Feds Order More Weekend Inspections Of Nursing Homes To trap Understaffing

202107216492.jpg

The authorities announced plans Friday to hack down on nursing facilities with abnormally low weekend staffing by requiring more surprise inspections be done on Saturdays and Sundays.

The federal Centers for Medicare & Medicaid Services said it will identify nursing homes that payroll records indicate low weekend staffing or they operate without a rn. Medicare will instruct state inspectors to focus on those potential violations during visits.

“Since nurse staffing is proportional towards the quality of care that residents experience, CMS is very concerned about the risk to resident safety and health that these situations may present,” the company said in a notification to convey inspection offices.

The directive comes after a Kaiser Health News analysis found there are 11 percent fewer nurses providing direct care on weekends on average, and eight percent fewer aides.

Residents as well as their families frequently complain the residents have trouble getting basic help – for example assistance going to the bathroom – on weekends. One nursing home resident in upstate New York compared his facility to a weekend “ghost town” because of the paucity of workers.

Richard Mollot, executive director of the Long-term Care Community Coalition, an advocacy group in Manhattan, welcomed the brand new edict but said hello was just necessary because state inspectors have not been properly enforcing the guidelines already on the books.

“The basic problem is america don't take this seriously,” Mollot said. “How numerous studies will we need to have, every year, decade after decade, saying it all is dependant on staffing, and there are extremely few citations for inadequate staffing and virtually all seem to be recognized as not causing any resident harm?”

CMS said it will identify potential violators by analyzing payroll records that nursing homes are actually required to submit. Those records, which became public this season, showed lower staffing than facilities had previously told inspectors during their visits, according to the KHN analysis.

“CMS takes seriously our responsibility to protect the security and quality of take care of our beneficiaries,” CMS Administrator Seema Verma said inside a statement.

The nursing home industry criticized the heightened scrutiny.

“Unfortunately, today's action by CMS will enforce policies which makes it even more complicated to meet regulatory requirements and hire staff,” said Dr. David Gifford, senior v . p . of quality and regulatory affairs in the American Healthcare Association, an industry trade group, inside a written statement. “Rather than taking proactive steps to deal with the nation's workforce shortage long-term care facilities are facing, CMS appears to be concentrating on a punitive approach which will penalize providers making it harder to hire staff to meet the shared goal of increasing staffing.”

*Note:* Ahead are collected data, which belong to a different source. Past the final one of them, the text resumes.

/*
 * SPDX-FileCopyrightText: 2025 Sebastiano Vigna
 *
 * SPDX-License-Identifier: Apache-2.0 OR LGPL-2.1-or-later
 */

//! The storage boundary: an in-memory CSR topology plus named, typed scalar
//! property columns.
//!
//! The algorithms in [`crate::algo`] consume graphs exclusively through this
//! module: a finite, restartable enumeration of nodes and out-edges with
//! positional edge handles, typed per-node/per-edge scalar columns, and a
//! constructor for new output columns. Columnar persistence, import and
//! placement policies live outside this crate.

mod csr;
pub use csr::{CsrGraph, CsrGraphBuilder};

mod property;
pub use property::{Column, PropertyGraph, Scalar, ScalarType};
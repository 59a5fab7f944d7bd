use anyhow::Result;
use dsi_progress_logger::no_logging;
use propgraph_algo::algo::pagerank::{
    page_rank_pull_residual, page_rank_pull_topological, PageRankPlan,
};
use propgraph_algo::graph::PropertyGraph;
use propgraph_algo::Error;

const WEIGHT: &str = "weight";

/// The transpose of a 5-node graph in which every node has at least one
/// out-edge: 0 → 1, 0 → 2, 1 → 2, 2 → 0, 3 → 0, 4 → 3, 1 → 4.
fn five_node_transpose() -> PropertyGraph {
    PropertyGraph::from_weighted_arcs(
        5,
        &[
            (1, 0, 1u32),
            (2, 0, 1),
            (2, 1, 1),
            (0, 2, 1),
            (0, 3, 1),
            (3, 4, 1),
            (4, 1, 1),
        ],
        WEIGHT,
    )
}

#[test]
fn test_three_cycle_symmetry() -> Result<()> {
    let _ = env_logger::builder().is_test(true).try_init();

    let plan = PageRankPlan {
        tolerance: 1E-6,
        ..PageRankPlan::default()
    };
    // Transpose of the 3-cycle 0 → 1 → 2 → 0.
    let mut transpose =
        PropertyGraph::from_weighted_arcs(3, &[(1, 0, 1u32), (2, 1, 1), (0, 2, 1)], WEIGHT);
    page_rank_pull_topological(&mut transpose, "rank", &plan, no_logging![])?;

    let rank = transpose.node_values::<f64>("rank")?;
    assert!((rank.iter().sum::<f64>() - 1.0).abs() < 1E-6);
    for &r in rank {
        assert!((r - 1.0 / 3.0).abs() < 1E-6, "asymmetric rank {}", r);
    }
    Ok(())
}

#[test]
fn test_rank_sums_to_one() -> Result<()> {
    let mut transpose = five_node_transpose();
    let plan = PageRankPlan {
        tolerance: 1E-9,
        ..PageRankPlan::default()
    };
    page_rank_pull_topological(&mut transpose, "rank", &plan, no_logging![])?;
    let rank = transpose.node_values::<f64>("rank")?;
    assert!((rank.iter().sum::<f64>() - 1.0).abs() < 1E-6);
    Ok(())
}

#[test]
fn test_topological_and_residual_agree() -> Result<()> {
    let plan = PageRankPlan {
        tolerance: 1E-9,
        ..PageRankPlan::default()
    };

    let mut topological = five_node_transpose();
    page_rank_pull_topological(&mut topological, "rank", &plan, no_logging![])?;

    let mut residual = five_node_transpose();
    page_rank_pull_residual(&mut residual, "rank", &plan, no_logging![])?;

    let topological = topological.node_values::<f64>("rank")?;
    let residual = residual.node_values::<f64>("rank")?;
    for node in 0..topological.len() {
        assert!(
            (topological[node] - residual[node]).abs() < 1E-5,
            "node {}: topological {} vs residual {}",
            node,
            topological[node],
            residual[node]
        );
    }
    Ok(())
}

#[test]
fn test_residual_rank_sums_to_one() -> Result<()> {
    let mut transpose = five_node_transpose();
    let plan = PageRankPlan {
        tolerance: 1E-9,
        ..PageRankPlan::default()
    };
    page_rank_pull_residual(&mut transpose, "rank", &plan, no_logging![])?;
    let rank = transpose.node_values::<f64>("rank")?;
    assert!((rank.iter().sum::<f64>() - 1.0).abs() < 1E-4);
    Ok(())
}

#[test]
fn test_round_cap() -> Result<()> {
    // One round cannot converge from the uniform start on this graph, so the
    // cap is what stops the loop; the result is still a valid vector.
    let mut transpose = five_node_transpose();
    let plan = PageRankPlan {
        max_iterations: 1,
        tolerance: 0.0,
        ..PageRankPlan::default()
    };
    page_rank_pull_topological(&mut transpose, "rank", &plan, no_logging![])?;
    let rank = transpose.node_values::<f64>("rank")?;
    assert!(rank.iter().all(|&r| r.is_finite() && r > 0.0));
    Ok(())
}

#[test]
fn test_output_property_collision() -> Result<()> {
    let mut transpose = five_node_transpose();
    page_rank_pull_topological(
        &mut transpose,
        "rank",
        &PageRankPlan::default(),
        no_logging![],
    )?;
    assert!(matches!(
        page_rank_pull_residual(
            &mut transpose,
            "rank",
            &PageRankPlan::default(),
            no_logging![],
        ),
        Err(Error::PropertyExists(_))
    ));
    Ok(())
}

Currently, a tenth of inspections must occur during “off hours,” which can be whether weekend, or during a weekday before 8 a.m. or after 6 p.m. But for facilities that Medicare identifies as having lower weekend staffing, half of those off-hour inspections-or 5 percent of the total – should be performed on Saturdays or Sundays.

Medicare requires nursing homes to have a rn on-site not less than eight hours every day, but according to the payroll records, a quarter of nursing facilities reported no registered nurses available at least one day throughout a three-month period. Since July, Medicare's Nursing Home Compare website for consumers has highlighted homes that lack sufficient rns and lowered their star ratings. Elderly care Compare has downgraded ratings for 1,402 of 15,600 facilities for gaps in registered nurse staffing, records show.

The new directive instructs inspectors to more thoroughly evaluate staffing at facilities Medicare flags. The edict does not necessarily mean a flurry of sudden inspections. Instead, Medicare wants heightened focus on those nursing facilities when inspectors come for their standard reviews, which occur roughly annually for many facilities.

But what may seem to become staffing scarcities in payroll records may instead be clerical problems in which nurse hours are not properly recorded, say some elderly care officials.

Katie Smith Sloan, president of LeadingAge, an association of nonprofit providers of aging services, said inside a statement that some homes continue to be can not adjust to the new data collection rules.

“We've been voicing our concerns to CMS and can continue to do so,” she said.